Bhagavagd Gita - Session 33- Track 3313

The Rakshasa is not an altruist. If by satisfying himself he can satisfy others, he is pleased; but he does not make that his motive. If he has to trample on others to satisfy himself, he does so without compunction. Is he not the strong man, the efficient ruler, the mighty one? The Rakshasa has Kama, he has no Prema. Napoleon knew not what love was; he had only the kindliness that goes with possession. He loved Josephine because she satisfied his nature, France because he possessed her, his mother because she was his and congenial, his soldiers because they were necessary to his glory. But the love did not go beyond his need of them. It was self-satisfaction and had no element in it of self-surrender. The Rakshasa slays all that opposes him and he is callous about the extent of the slaughter. But he is never cruel. Napoleon had no taint of Nero in him, but he flung away without a qualm whole armies as holocausts on the altar of his glory ; he shot Hofer and murdered Enghien. What then is there in the Rakshasa that makes him necessary? He is individuality, he is force, he is capacity; he is the second power of god, wrath, strength, grandeur, rushing impetuosity, overbearing courage, the avalanche, the thunderbolt, he is Balaram, he is Jehovah, he is Rudra. As such we may admire and study him.

But the Vibhuti, though he takes self-gratification and enjoyment on his way, never comes for self-gratification and enjoyment. He comes for work, to help man on his way, the world in its evolution. Napoleon was one of the mightiest of Vibhutis, one of the most dominant. There are some of them who hold themselves back, suppress the force in their personality in order to put it wholly into their work. Of such were Shakespeare, Washington, Victor Emmanuel. There are others like Alexander, Caesar, Napoleon, Goethe, who are as obviously superhuman in their personality as in the work they accomplish. Napoleon was the greatest in practical capacity of all moderns. In capacity, though not in character, he resembles Bhisma of the Mahabharat. He had the same Sovran, irresistible, world-possessing grasp of war, politics, government, legislation, society; the same masterly handling of masses and amazing glut for details. He had the iron brain that nothing fatigues, the faultless memory that loses nothing, the clear insight that puts everything in its place with spontaneous accuracy. It was as if a man were to carry Caucasus on his shoulders and with that burden race successfully and express engine, yet note and forecast every step and never falter. To prove that anything in a human body could be capable of such work is by itself a service to our progress for which we cannot be sufficiently grateful to Napoleon.
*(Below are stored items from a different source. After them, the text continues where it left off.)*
use anyhow::{Context, Result};
use glam::Vec3;
use serde::{Deserialize, Serialize};
use std::fs;
use std::path::Path;

pub const DEFAULT_THEME_PATH: &str = "config/theme.json";

#[derive(Debug, Clone, Copy)]
pub struct Palette {
    pub name: &'static str,
    /// Scene clear color.
    pub background: Vec3,
    /// Hover highlight tint.
    pub hover: Vec3,
    /// Commit spheres and edges.
    pub commit: Vec3,
    /// Sketch board fill and stroke.
    pub board_background: [u8; 4],
    pub board_ink: [u8; 4],
}

pub const PALETTES: [Palette; 3] = [
    Palette {
        name: "midnight",
        background: Vec3::new(0.05, 0.06, 0.09),
        hover: Vec3::new(0.95, 0.76, 0.2),
        commit: Vec3::new(0.85, 0.3, 0.25),
        board_background: [24, 26, 34, 255],
        board_ink: [235, 235, 240, 255],
    },
    Palette {
        name: "paper",
        background: Vec3::new(0.92, 0.9, 0.85),
        hover: Vec3::new(0.2, 0.45, 0.85),
        commit: Vec3::new(0.7, 0.2, 0.2),
        board_background: [245, 242, 232, 255],
        board_ink: [30, 30, 35, 255],
    },
    Palette {
        name: "forest",
        background: Vec3::new(0.07, 0.1, 0.08),
        hover: Vec3::new(0.55, 0.85, 0.4),
        commit: Vec3::new(0.9, 0.55, 0.2),
        board_background: [20, 30, 24, 255],
        board_ink: [220, 235, 220, 255],
    },
];

#[derive(Debug, Clone, Serialize, Deserialize)]
struct ThemeFile {
    palette: usize,
}

/// Active palette index, persisted across runs.
#[derive(Debug, Clone)]
pub struct ThemeState {
    index: usize,
}

impl Default for ThemeState {
    fn default() -> Self {
        Self { index: 0 }
    }
}

impl ThemeState {
    pub fn load_or_default(path: impl AsRef<Path>) -> Self {
        match Self::load(path.as_ref()) {
            Ok(state) => state,
            Err(err) => {
                eprintln!("[theme] {err:?}. Using palette 0.");
                Self::default()
            }
        }
    }

    pub fn load(path: &Path) -> Result<Self> {
        let bytes =
            fs::read(path).with_context(|| format!("Reading theme file {}", path.display()))?;
        let file: ThemeFile = serde_json::from_slice(&bytes)
            .with_context(|| format!("Parsing theme file {}", path.display()))?;
        Ok(Self { index: file.palette % PALETTES.len() })
    }

    pub fn save(&self, path: impl AsRef<Path>) -> Result<()> {
        let path = path.as_ref();
        if let Some(parent) = path.parent() {
            fs::create_dir_all(parent)
                .with_context(|| format!("Creating theme dir {}", parent.display()))?;
        }
        let json = serde_json::to_string_pretty(&ThemeFile { palette: self.index })?;
        fs::write(path, json).with_context(|| format!("Writing theme file {}", path.display()))
    }

    pub fn index(&self) -> usize {
        self.index
    }

    pub fn active(&self) -> &'static Palette {
        &PALETTES[self.index % PALETTES.len()]
    }

    /// Advances to the next palette and returns it.
    pub fn cycle(&mut self) -> &'static Palette {
        self.index = (self.index + 1) % PALETTES.len();
        eprintln!("[theme] switched to '{}'", self.active().name);
        self.active()
    }
}

#[cfg(test)]
mod tests {
    use super::*;

    #[test]
    fn cycle_wraps_around() {
        let mut theme = ThemeState::default();
        for _ in 0..PALETTES.len() {
            theme.cycle();
        }
        assert_eq!(theme.index(), 0);
    }

    #[test]
    fn index_survives_save_load_round_trip() {
        let dir = tempfile::tempdir().expect("tempdir");
        let path = dir.path().join("theme.json");
        let mut theme = ThemeState::default();
        theme.cycle();
        theme.save(&path).expect("save");
        let restored = ThemeState::load_or_default(&path);
        assert_eq!(restored.index(), theme.index());
    }

    #[test]
    fn missing_file_falls_back_to_first_palette() {
        let theme = ThemeState::load_or_default("does/not/exist.json");
        assert_eq!(theme.index(), 0);
        assert_eq!(theme.active().name, PALETTES[0].name);
    }
}
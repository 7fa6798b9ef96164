use crate::content::PoseData;
use crate::tween::{Channel, Tween, TweenScheduler};
use glam::{Mat4, Vec2, Vec3, Vec4};
use winit::dpi::PhysicalSize;

const DEFAULT_FOV_Y: f32 = 0.8;
const NEAR: f32 = 0.1;
const FAR: f32 = 500.0;
const MIN_PITCH: f32 = 0.05;

/// A camera move. Each component is independent; only the provided ones are
/// animated, the rest stay where they are.
#[derive(Debug, Clone, Copy, Default)]
pub struct CameraMove {
    pub target: Option<Vec3>,
    pub yaw: Option<f32>,
    pub pitch: Option<f32>,
    pub radius: Option<f32>,
}

impl From<&PoseData> for CameraMove {
    fn from(pose: &PoseData) -> Self {
        Self {
            target: Some(pose.target_vec()),
            yaw: Some(pose.yaw_deg.to_radians()),
            pitch: Some(pose.pitch_deg.to_radians()),
            radius: Some(pose.radius),
        }
    }
}

/// Orbit rig around a target point. Pitch is measured from the vertical axis,
/// so ~90 degrees looks along the horizon.
#[derive(Debug, Clone)]
pub struct StageCamera {
    pub target: Vec3,
    pub yaw: f32,
    pub pitch: f32,
    pub radius: f32,
    pub fov_y: f32,
}

impl StageCamera {
    pub fn from_pose(pose: &PoseData) -> Self {
        Self {
            target: pose.target_vec(),
            yaw: pose.yaw_deg.to_radians(),
            pitch: pose.pitch_deg.to_radians().clamp(MIN_PITCH, std::f32::consts::PI - MIN_PITCH),
            radius: pose.radius.max(0.1),
            fov_y: DEFAULT_FOV_Y,
        }
    }

    pub fn position(&self) -> Vec3 {
        let sin_pitch = self.pitch.sin();
        let offset = Vec3::new(
            sin_pitch * self.yaw.sin(),
            self.pitch.cos(),
            sin_pitch * self.yaw.cos(),
        ) * self.radius;
        self.target + offset
    }

    pub fn view_matrix(&self) -> Mat4 {
        Mat4::look_at_rh(self.position(), self.target, Vec3::Y)
    }

    pub fn projection_matrix(&self, aspect: f32) -> Mat4 {
        Mat4::perspective_rh(self.fov_y, aspect.max(0.0001), NEAR, FAR)
    }

    pub fn view_projection(&self, viewport: PhysicalSize<u32>) -> Mat4 {
        let aspect =
            if viewport.height > 0 { viewport.width as f32 / viewport.height as f32 } else { 1.0 };
        self.projection_matrix(aspect) * self.view_matrix()
    }

    /// World-space ray from the camera through a screen position.
    pub fn screen_ray(&self, screen: Vec2, viewport: PhysicalSize<u32>) -> Option<(Vec3, Vec3)> {
        if viewport.width == 0 || viewport.height == 0 {
            return None;
        }
        let ndc_x = (2.0 * screen.x / viewport.width as f32) - 1.0;
        let ndc_y = 1.0 - (2.0 * screen.y / viewport.height as f32);
        let clip = Vec4::new(ndc_x, ndc_y, 1.0, 1.0);
        let inv_view_proj = self.view_projection(viewport).inverse();
        let world = inv_view_proj * clip;
        if world.w.abs() < f32::EPSILON {
            return None;
        }
        let origin = self.position();
        let dir = ((world.truncate() / world.w) - origin).normalize();
        Some((origin, dir))
    }

    /// Screen position of a world point; `None` when behind the camera or the
    /// viewport is degenerate.
    pub fn project_point(&self, point: Vec3, viewport: PhysicalSize<u32>) -> Option<Vec2> {
        if viewport.width == 0 || viewport.height == 0 {
            return None;
        }
        let clip = self.view_projection(viewport) * point.extend(1.0);
        if clip.w <= f32::EPSILON {
            return None;
        }
        let ndc = clip.truncate() / clip.w;
        let x = (ndc.x + 1.0) * 0.5 * viewport.width as f32;
        let y = (1.0 - ndc.y) * 0.5 * viewport.height as f32;
        Some(Vec2::new(x, y))
    }

    /// Starts a tween per provided component, all in parallel on their own
    /// channels. Components the move omits are left untouched.
    pub fn fly_to(&self, tweens: &mut TweenScheduler, mov: &CameraMove, seconds: f32) {
        if let Some(target) = mov.target {
            tweens.start(Tween::vec(Channel::CameraTarget, self.target, target, seconds));
        }
        if let Some(yaw) = mov.yaw {
            tweens.start(Tween::scalar(Channel::CameraYaw, self.yaw, yaw, seconds));
        }
        if let Some(pitch) = mov.pitch {
            tweens.start(Tween::scalar(Channel::CameraPitch, self.pitch, pitch, seconds));
        }
        if let Some(radius) = mov.radius {
            tweens.start(Tween::scalar(Channel::CameraRadius, self.radius, radius, seconds));
        }
    }
}

#[cfg(test)]
mod tests {
    use super::*;

    fn camera() -> StageCamera {
        StageCamera::from_pose(&PoseData {
            target: [-1.0, 2.5, 0.0],
            yaw_deg: 180.0,
            pitch_deg: 80.0,
            radius: 6.0,
        })
    }

    #[test]
    fn position_orbits_target_at_radius() {
        let camera = camera();
        let distance = camera.position().distance(camera.target);
        assert!((distance - 6.0).abs() < 1e-4);
    }

    #[test]
    fn project_round_trips_through_screen_ray() {
        let camera = camera();
        let viewport = PhysicalSize::new(1280, 720);
        let point = Vec3::new(0.0, 2.0, 0.0);
        let screen = camera.project_point(point, viewport).expect("point in front of camera");
        let (origin, dir) = camera.screen_ray(screen, viewport).expect("ray");
        // The ray must pass close to the original point.
        let to_point = point - origin;
        let closest = origin + dir * to_point.dot(dir);
        assert!(closest.distance(point) < 1e-2);
    }

    #[test]
    fn fly_to_only_tweens_provided_components() {
        let camera = camera();
        let mut tweens = TweenScheduler::new();
        camera.fly_to(&mut tweens, &CameraMove { radius: Some(3.0), ..Default::default() }, 1.0);
        assert_eq!(tweens.live_count(), 1);
        camera.fly_to(
            &mut tweens,
            &CameraMove::from(&PoseData {
                target: [0.0; 3],
                yaw_deg: 90.0,
                pitch_deg: 85.0,
                radius: 5.0,
            }),
            1.0,
        );
        assert_eq!(tweens.live_count(), 4);
    }

    #[test]
    fn degenerate_viewport_yields_no_ray() {
        let camera = camera();
        assert!(camera.screen_ray(Vec2::ZERO, PhysicalSize::new(0, 0)).is_none());
        assert!(camera.project_point(Vec3::ZERO, PhysicalSize::new(0, 0)).is_none());
    }
}
use crate::scene_graph::{NodeId, SceneGraph};
use std::collections::BTreeMap;

/// Link-name directory for the stage. Registration never overwrites: a
/// colliding name gets a synthetic unique key and the node is renamed to match,
/// so the entry count only ever grows.
#[derive(Debug, Default)]
pub struct NodeRegistry {
    entries: BTreeMap<String, NodeId>,
    collision_counter: u64,
}

impl NodeRegistry {
    pub fn new() -> Self {
        Self::default()
    }

    /// Registers `id` under `name`, minting `name__N` on collision. Returns the
    /// key actually used; the caller's node is renamed through `graph` when the
    /// key had to change.
    pub fn add_node(&mut self, graph: &mut SceneGraph, name: &str, id: NodeId) -> String {
        let key = if self.entries.contains_key(name) {
            let synthetic = loop {
                self.collision_counter += 1;
                let candidate = format!("{name}__{}", self.collision_counter);
                if !self.entries.contains_key(&candidate) {
                    break candidate;
                }
            };
            eprintln!("[registry] name '{name}' already taken, registered as '{synthetic}'");
            if let Some(node) = graph.node_mut(id) {
                node.name = synthetic.clone();
            }
            synthetic
        } else {
            name.to_string()
        };
        self.entries.insert(key.clone(), id);
        key
    }

    pub fn get(&self, name: &str) -> Option<NodeId> {
        self.entries.get(name).copied()
    }

    /// Explicit eviction, used when a sub-node is promoted to its own link
    /// name and the old key must stop resolving.
    pub fn evict(&mut self, name: &str) -> Option<NodeId> {
        self.entries.remove(name)
    }

    pub fn contains(&self, name: &str) -> bool {
        self.entries.contains_key(name)
    }

    pub fn len(&self) -> usize {
        self.entries.len()
    }

    pub fn is_empty(&self) -> bool {
        self.entries.is_empty()
    }

    pub fn iter(&self) -> impl Iterator<Item = (&str, NodeId)> {
        self.entries.iter().map(|(k, &v)| (k.as_str(), v))
    }
}

#[cfg(test)]
mod tests {
    use super::*;

    #[test]
    fn collision_mints_synthetic_key_and_renames() {
        let mut graph = SceneGraph::new();
        let root = graph.root();
        let mut registry = NodeRegistry::new();
        let a = graph.insert("git", Some(root));
        let b = graph.insert("git", Some(root));

        assert_eq!(registry.add_node(&mut graph, "git", a), "git");
        let key = registry.add_node(&mut graph, "git", b);
        assert_ne!(key, "git");
        assert_eq!(registry.len(), 2);
        assert_eq!(registry.get("git"), Some(a));
        assert_eq!(registry.get(&key), Some(b));
        assert_eq!(graph.node(b).unwrap().name, key);
    }

    #[test]
    fn repeated_collisions_stay_unique() {
        let mut graph = SceneGraph::new();
        let root = graph.root();
        let mut registry = NodeRegistry::new();
        let mut keys = std::collections::HashSet::new();
        for _ in 0..8 {
            let id = graph.insert("node", Some(root));
            let key = registry.add_node(&mut graph, "node", id);
            assert!(keys.insert(key), "synthetic keys must never repeat");
        }
        assert_eq!(registry.len(), 8);
    }

    #[test]
    fn evict_removes_only_named_entry() {
        let mut graph = SceneGraph::new();
        let root = graph.root();
        let mut registry = NodeRegistry::new();
        let a = graph.insert("logos", Some(root));
        let b = graph.insert("js", Some(root));
        registry.add_node(&mut graph, "logos", a);
        registry.add_node(&mut graph, "js", b);
        assert_eq!(registry.evict("logos"), Some(a));
        assert!(!registry.contains("logos"));
        assert_eq!(registry.get("js"), Some(b));
    }
}
#[cfg(test)]
mod tests {
    use super::*;
    use crate::assets::testing::StubSource;
    use crate::config::{ShadowConfig, StageConfig};
    use crate::content::StageContent;
    use crate::theme::ThemeState;

    fn ndc_of(matrix: Mat4, point: Vec3) -> Vec3 {
        let clip = matrix * point.extend(1.0);
        clip.truncate() / clip.w
    }

    #[test]
    fn light_matrix_contains_every_caster() {
        let positions = vec![
            Vec3::new(-3.0, 0.0, 1.0),
            Vec3::new(2.0, 4.0, -2.0),
            Vec3::new(0.5, 1.0, 3.0),
        ];
        let dir = Vec3::new(-0.4, -1.0, -0.3).normalize();
        let depths: Vec<f32> = positions.iter().map(|p| p.dot(dir)).collect();
        let z_min = depths.iter().copied().fold(f32::MAX, f32::min);
        let z_max = depths.iter().copied().fold(f32::MIN, f32::max);

        let matrix = light_space_matrix(&positions, dir, z_min, z_max);
        for position in &positions {
            let ndc = ndc_of(matrix, *position);
            assert!(ndc.x.abs() < 1.0 && ndc.y.abs() < 1.0, "lateral fit missed {ndc:?}");
            assert!(ndc.z > 0.0 && ndc.z < 1.0, "depth fit missed {ndc:?}");
        }
    }

    #[test]
    fn vertical_light_and_empty_caster_list_stay_finite() {
        let matrix = light_space_matrix(&[], Vec3::NEG_Y, 0.0, 1.0);
        assert!(matrix.is_finite());
        let matrix = light_space_matrix(&[Vec3::ONE], Vec3::NEG_Y, -1.0, -1.0);
        assert!(matrix.is_finite());
    }

    #[test]
    fn configured_casters_project_into_the_shadow_map() {
        let mut stage = Stage::new(
            StageContent::builtin(),
            StageConfig::default(),
            ShadowConfig::default(),
            ThemeState::default(),
            Box::new(StubSource::new()),
        );
        stage.build_scene().unwrap();
        stage.setup_lighting().unwrap();
        stage.load_assets().unwrap();
        stage.process_assets().unwrap();
        stage.configure_shadows().unwrap();
        assert!(!stage.shadows.casters.is_empty());

        let positions: Vec<Vec3> =
            stage.shadows.casters.iter().map(|&id| stage.graph.world_position(id)).collect();
        let matrix = light_space_matrix(
            &positions,
            stage.lighting.direction,
            stage.shadows.z_min,
            stage.shadows.z_max,
        );
        for position in &positions {
            let ndc = ndc_of(matrix, *position);
            assert!(ndc.x.abs() <= 1.0 && ndc.y.abs() <= 1.0);
            assert!(ndc.z >= 0.0 && ndc.z <= 1.0);
        }
    }
}
impl Stage {
    pub fn new(
        content: StageContent,
        settings: StageConfig,
        shadow_config: ShadowConfig,
        theme: ThemeState,
        source: Box<dyn MeshSource>,
    ) -> Self {
        let camera = StageCamera::from_pose(&content.starting_camera);
        Self {
            content,
            settings,
            shadow_config,
            graph: SceneGraph::new(),
            registry: NodeRegistry::new(),
            meshes: Vec::new(),
            tweens: TweenScheduler::new(),
            camera,
            lighting: Lighting::default(),
            shadows: ShadowSettings::default(),
            tooltips: TooltipLayer::default(),
            commits: None,
            sketch: None,
            theme,
            commands: CommandQueue::new(),
            hover: HoverState::new(),
            source,
            rng: StdRng::from_entropy(),
            scene_built: false,
        }
    }

    fn fade_seconds(&self) -> f32 {
        self.settings.fade_ms as f32 / 1000.0
    }

    fn camera_seconds(&self) -> f32 {
        self.settings.camera_ms as f32 / 1000.0
    }

    // --- lifecycle phase work -------------------------------------------------

    /// Initializing: root + orbit camera from the starting pose.
    pub fn build_scene(&mut self) -> Result<()> {
        self.graph = SceneGraph::new();
        self.registry = NodeRegistry::new();
        self.camera = StageCamera::from_pose(&self.content.starting_camera);
        self.scene_built = true;
        Ok(())
    }

    /// Initialized: directional light and ambient term.
    pub fn setup_lighting(&mut self) -> Result<()> {
        if !self.scene_built {
            bail!("lighting requested before the scene was built");
        }
        self.lighting = Lighting::default();
        Ok(())
    }

    /// Loading: declared models, the commit diorama and the sketch board.
    pub fn load_assets(&mut self) -> Result<()> {
        if !self.scene_built {
            bail!("asset load requested before the scene was built");
        }
        let theme_tag = self.theme.index();
        let outcome = assets::load_models(
            &self.content,
            self.source.as_ref(),
            &mut self.graph,
            &mut self.registry,
            &mut self.meshes,
            &mut self.tweens,
            theme_tag,
        );
        eprintln!(
            "[stage] models loaded: {} ok, {} dropped",
            outcome.loaded.len(),
            outcome.dropped.len()
        );

        self.commits = Some(CommitGraph::build(
            &self.content,
            &mut self.graph,
            &mut self.registry,
            &mut self.meshes,
            &mut self.tweens,
            theme_tag,
        ));
        let palette = *self.theme.active();
        if let Some(spec) = self.content.boards.first() {
            let group = self.content.group_of(&spec.name);
            self.sketch = Some(SketchBoard::build(
                spec,
                &mut self.graph,
                &mut self.registry,
                &mut self.meshes,
                &mut self.tweens,
                &palette,
                &group,
                theme_tag,
            ));
        }
        Ok(())
    }

    /// Loaded: overrides, tooltips, idle animation, billboards and the
    /// declared starting visibility.
    pub fn process_assets(&mut self) -> Result<()> {
        assets::apply_overrides(&self.content, &mut self.graph, &mut self.registry);

        for link in self.content.idle_models.clone() {
            if let Some(root) = self.registry.get(&link) {
                animation::start_idle_cycles(&mut self.graph, &mut self.tweens, &mut self.rng, root);
            }
        }
        for link in self.content.billboard_models.clone() {
            if let Some(root) = self.registry.get(&link) {
                animation::face_camera(&mut self.graph, root, self.camera.position());
            }
        }

        self.tooltips = TooltipLayer::realize(
            &self.content,
            &self.graph,
            &self.registry,
            self.settings.tooltip_fade_ms as f32 / 1000.0,
            self.settings.hover_visibility_floor,
        );

        // Declared starting visibility, instantly.
        let mut targets = Vec::new();
        for spec in &self.content.models {
            if let Some(root) = self.registry.get(&spec.link_name) {
                targets.push((root, spec.visibility.unwrap_or(1.0)));
            }
        }
        for spec in &self.content.overrides {
            if let (Some(root), Some(level)) = (self.registry.get(&spec.link_name), spec.visibility) {
                targets.push((root, level));
            }
        }
        for (root, level) in targets {
            set_visibility(&mut self.graph, &mut self.tweens, root, level, true, 0.0);
        }
        Ok(())
    }

    /// Processed: shadow casting configuration from the loaded casters.
    pub fn configure_shadows(&mut self) -> Result<()> {
        let mut casters = Vec::new();
        let mut z_min = f32::MAX;
        let mut z_max = f32::MIN;
        let light_dir = self.lighting.direction;
        for id in self.graph.ids().collect::<Vec<_>>() {
            let Some(node) = self.graph.node(id) else { continue };
            if node.mesh.is_none() {
                continue;
            }
            casters.push(id);
            let depth = self.graph.world_position(id).dot(light_dir);
            z_min = z_min.min(depth);
            z_max = z_max.max(depth);
        }
        if casters.is_empty() {
            z_min = 0.0;
            z_max = 1.0;
        }
        self.shadows = ShadowSettings {
            resolution: self.shadow_config.resolution,
            blur_kernel: self.shadow_config.blur_kernel,
            strength: self.shadow_config.strength,
            casters,
            z_min,
            z_max: z_max.max(z_min + 0.01),
        };
        Ok(())
    }

    /// Ready: fly to the starting pose.
    pub fn start_presentation(&mut self) {
        let pose = self.content.starting_camera.clone();
        let seconds = self.camera_seconds();
        self.camera.fly_to(&mut self.tweens, &CameraMove::from(&pose), seconds);
    }

    // --- per-frame ------------------------------------------------------------

    /// One frame: tick every tween, route the updates, keep billboards facing
    /// the camera and re-anchor the tooltips.
    pub fn tick(&mut self, dt: f32, viewport: PhysicalSize<u32>) {
        for update in self.tweens.tick(dt) {
            match update.channel {
                Channel::Visibility(id) => {
                    if let Some(node) = self.graph.node_mut(id) {
                        node.rendered_visibility = update.scalar().clamp(0.0, 1.0);
                    }
                }
                Channel::Translation(id, axis) => {
                    if let Some(node) = self.graph.node_mut(id) {
                        axis.write(&mut node.translation, update.scalar());
                    }
                }
                Channel::Rotation(id, axis) => {
                    if let Some(node) = self.graph.node_mut(id) {
                        let (mut x, mut y, mut z) = node.rotation.to_euler(glam::EulerRot::XYZ);
                        match axis {
                            Axis::X => x = update.scalar(),
                            Axis::Y => y = update.scalar(),
                            Axis::Z => z = update.scalar(),
                        }
                        node.rotation = Quat::from_euler(glam::EulerRot::XYZ, x, y, z);
                    }
                }
                Channel::Scale(id) => {
                    if let Some(node) = self.graph.node_mut(id) {
                        node.squash = update.scalar();
                    }
                }
                Channel::OverlayAlpha(id) => {
                    if let Some(node) = self.graph.node_mut(id) {
                        node.overlay_alpha = update.scalar().clamp(0.0, 1.0);
                    }
                }
                Channel::TooltipAlpha(_) => self.tooltips.apply_update(&update),
                Channel::CameraYaw => self.camera.yaw = update.scalar(),
                Channel::CameraPitch => self.camera.pitch = update.scalar(),
                Channel::CameraRadius => self.camera.radius = update.scalar(),
                Channel::CameraTarget => self.camera.target = update.value,
            }
        }

        for link in self.content.billboard_models.clone() {
            if let Some(root) = self.registry.get(&link) {
                animation::face_camera(&mut self.graph, root, self.camera.position());
            }
        }

        if let Some(root) = self.hover.current() {
            if !interact::hover_still_valid(&self.graph, root) {
                self.hover.clear(&mut self.graph, &mut self.tweens, &mut self.tooltips);
            }
        }

        self.tooltips.reanchor(&self.graph, &self.camera, viewport);
    }

    // --- input ----------------------------------------------------------------

    /// Hover routing: only declared pickable models highlight.
    pub fn handle_cursor(&mut self, screen: Vec2, viewport: PhysicalSize<u32>) {
        let hovered = interact::pick(&self.graph, &self.camera, screen, viewport)
            .map(|hit| interact::main_parent(&self.graph, hit))
            .filter(|&root| self.is_hoverable(root));
        self.hover.update(&mut self.graph, &mut self.tweens, &mut self.tooltips, hovered);
    }

    pub fn handle_click(&mut self, screen: Vec2, viewport: PhysicalSize<u32>) {
        let Some(hit) = interact::pick(&self.graph, &self.camera, screen, viewport) else {
            return;
        };
        if let Some(sketch) = self.sketch.as_mut() {
            if let Some(index) = sketch.marker_index(hit) {
                sketch.click_marker(&mut self.graph, &mut self.tweens, index);
                return;
            }
        }
        let root = interact::main_parent(&self.graph, hit);
        if self.is_hoverable(root) {
            interact::click_bounce(&mut self.tweens, root);
        }
    }

    /// Drops any active hover, for when the cursor leaves the window.
    pub fn clear_hover(&mut self) {
        self.hover.clear(&mut self.graph, &mut self.tweens, &mut self.tooltips);
    }

    fn is_hoverable(&self, root: NodeId) -> bool {
        let Some(node) = self.graph.node(root) else { return false };
        self.content.pickable_models.iter().any(|link| *link == node.meta.link_name)
    }

    // --- commands -------------------------------------------------------------

    /// Applies queued UI commands. Gated on the running flag; queued commands
    /// survive until then.
    pub fn apply_commands(&mut self, running: bool) {
        for command in self.commands.drain_if(running) {
            match command {
                StageCommand::SelectGroup(index) => self.select_group(index),
                StageCommand::SelectSkill(name) => self.select_skill(&name),
                StageCommand::AdvanceCommits => self.advance_commits(),
                StageCommand::CycleTheme => self.cycle_theme(),
            }
        }
    }

    fn select_group(&mut self, index: usize) {
        let group = selection::group_link(&self.content, index);
        eprintln!("[stage] select group '{group}'");
        self.hover.clear(&mut self.graph, &mut self.tweens, &mut self.tooltips);

        if let Some(members) = self.content.groups.get(&group).cloned() {
            let fade = self.fade_seconds();
            for link in selection::selectable_links(&self.content) {
                let Some(root) = self.registry.get(&link) else { continue };
                let member = members.iter().any(|m| *m == link);
                let target = if member {
                    self.graph.node(root).map(|n| n.meta.base_visibility).unwrap_or(1.0)
                } else {
                    0.0
                };
                set_visibility(&mut self.graph, &mut self.tweens, root, target, true, fade);
            }
        } else {
            eprintln!("[stage] group '{group}' has no members, visibility untouched");
        }

        let pose = self.content.starting_camera.clone();
        let seconds = self.camera_seconds();
        self.camera.fly_to(&mut self.tweens, &CameraMove::from(&pose), seconds);
        if let Some(sketch) = self.sketch.as_mut() {
            sketch.clear(&mut self.graph, &mut self.tweens);
        }
        if let Some(commits) = self.commits.as_mut() {
            commits.reset(&mut self.graph, &mut self.tweens);
        }
    }

    fn select_skill(&mut self, name: &str) {
        let Some(link) = self.content.skill_link(name).map(str::to_string) else {
            eprintln!("[stage] skill '{name}' has no model");
            return;
        };
        eprintln!("[stage] select skill '{name}' -> '{link}'");
        self.hover.clear(&mut self.graph, &mut self.tweens, &mut self.tooltips);

        let fade = self.fade_seconds();
        for other in selection::selectable_links(&self.content) {
            let Some(root) = self.registry.get(&other) else { continue };
            let target = if other == link { 1.0 } else { 0.0 };
            set_visibility(&mut self.graph, &mut self.tweens, root, target, true, fade);
        }

        let pose = self
            .content
            .models
            .iter()
            .find(|m| m.link_name == link)
            .and_then(|m| m.camera_pose.clone())
            .or_else(|| {
                self.content
                    .overrides
                    .iter()
                    .find(|o| o.link_name == link)
                    .and_then(|o| o.camera_pose.clone())
            })
            .unwrap_or_else(|| self.content.starting_camera.clone());
        let seconds = self.camera_seconds();
        self.camera.fly_to(&mut self.tweens, &CameraMove::from(&pose), seconds);
    }

    fn advance_commits(&mut self) {
        let fade = self.fade_seconds();
        if let Some(commits) = self.commits.as_mut() {
            commits.advance(&mut self.graph, &mut self.tweens, fade);
        }
    }

    fn cycle_theme(&mut self) {
        let palette = *self.theme.cycle();
        if let Err(err) = self.theme.save(theme::DEFAULT_THEME_PATH) {
            eprintln!("[theme] save failed: {err:?}");
        }
        if let Some(sketch) = self.sketch.as_mut() {
            sketch.recolor(&palette);
        }
        if let Some(commits) = self.commits.as_ref() {
            commits.recolor(&mut self.graph, palette.commit);
        }
    }
}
The work of Bonaparte was wholly admirable. It is true that he took freedom for a season from France, but France was not then fit for democratic freedom. She had to learn discipline for a while under the rule of the soldier of Revolution. He could not have done the work he did, hampered by an effervescent French Parliament ebullient in victory, discouraged in defeat. He had to organise the French Revolution so far as earth could then bear it, and he had to do it in the short span of an ordinary life-time. He had also to save it. The aggression of France upon Europe was necessary for self-defence, for Europe did not mean to tolerate the Revolution. She had to be taught that the Revolution meant not anarchy but a reorganisation so much mightier than the old that a single country so reorganised could conquer united Europe. That task Napoleon did effectively. It has been said that his foreign policy failed, because he left France smaller than he found it. That is true. But it was not Napoleon’s mission to aggrandise France geographically. He did not come for France, but for humanity, and even in his failure he served God and prepared the future. The balance of Europe had to be disturbed in order to prepare new combinations and his gigantic operations disturbed it fatally. He roused the spirit of Nationalism in Italy, in Germany, in Poland, while he established the tendency towards the formation of great Empires; and it is the harmonised fulfilment of Nationalism and Empire that was the immediate future. He compelled Europe to accept the necessity of reorganisation, political and social.